• **Instructions to follow**:
Your answer should be the line that contains "- Port contracts" and each line after it, restated word for word through the final line of the entries.

• **Dataset excerpts**:
☆ ☆ ☆

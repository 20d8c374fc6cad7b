//! Consensus machinery: the collective-signing round, the heartbeat
//! monitor, and the view-change manager.
//!
//! These components hold consensus bookkeeping only; transaction execution
//! and trie ownership live with the per-chain state machine that composes
//! them.

mod heartbeat;
mod pipeline;
mod view_change;

pub use heartbeat::HeartbeatMonitor;
pub use pipeline::{PipelineError, SigningRound};
pub use view_change::{ViewChangeOutcome, ViewChangeState, DEFAULT_ROTATION_WINDOW};
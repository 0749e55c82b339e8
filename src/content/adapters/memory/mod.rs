//! In-memory adapter implementations for testing.
//!
//! The store holds rows exactly as the `PostgreSQL` queries would return
//! them and runs them through the same conversion and assembly, so
//! row-order and partial-result behaviour can be exercised without a
//! database.

mod content_store;

pub use content_store::{InMemoryContentStore, MalformedRow, RowKind};
//! Live-feed content assembly for broadcasts.
//!
//! Reads the persisted state of a broadcast (a live-blog event keyed by its
//! public article identifier) and assembles the client-facing aggregates:
//! broadcast metadata, info texts, sport score history, header sort order,
//! and published thread comments. The module follows hexagonal architecture:
//!
//! - Domain types in [`domain`]
//! - Port contracts in [`ports`]
//! - Adapter implementations in [`adapters`]
//! - Orchestration services in [`services`]

pub mod adapters;
pub mod domain;
pub mod ports;
pub mod services;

☆ ☆ ☆

• **Completed task**:
//! - Port contracts in [`ports`]
//! - Adapter implementations in [`adapters`]
//! - Orchestration services in [`services`]

pub mod adapters;
pub mod domain;
pub mod ports;
pub mod services;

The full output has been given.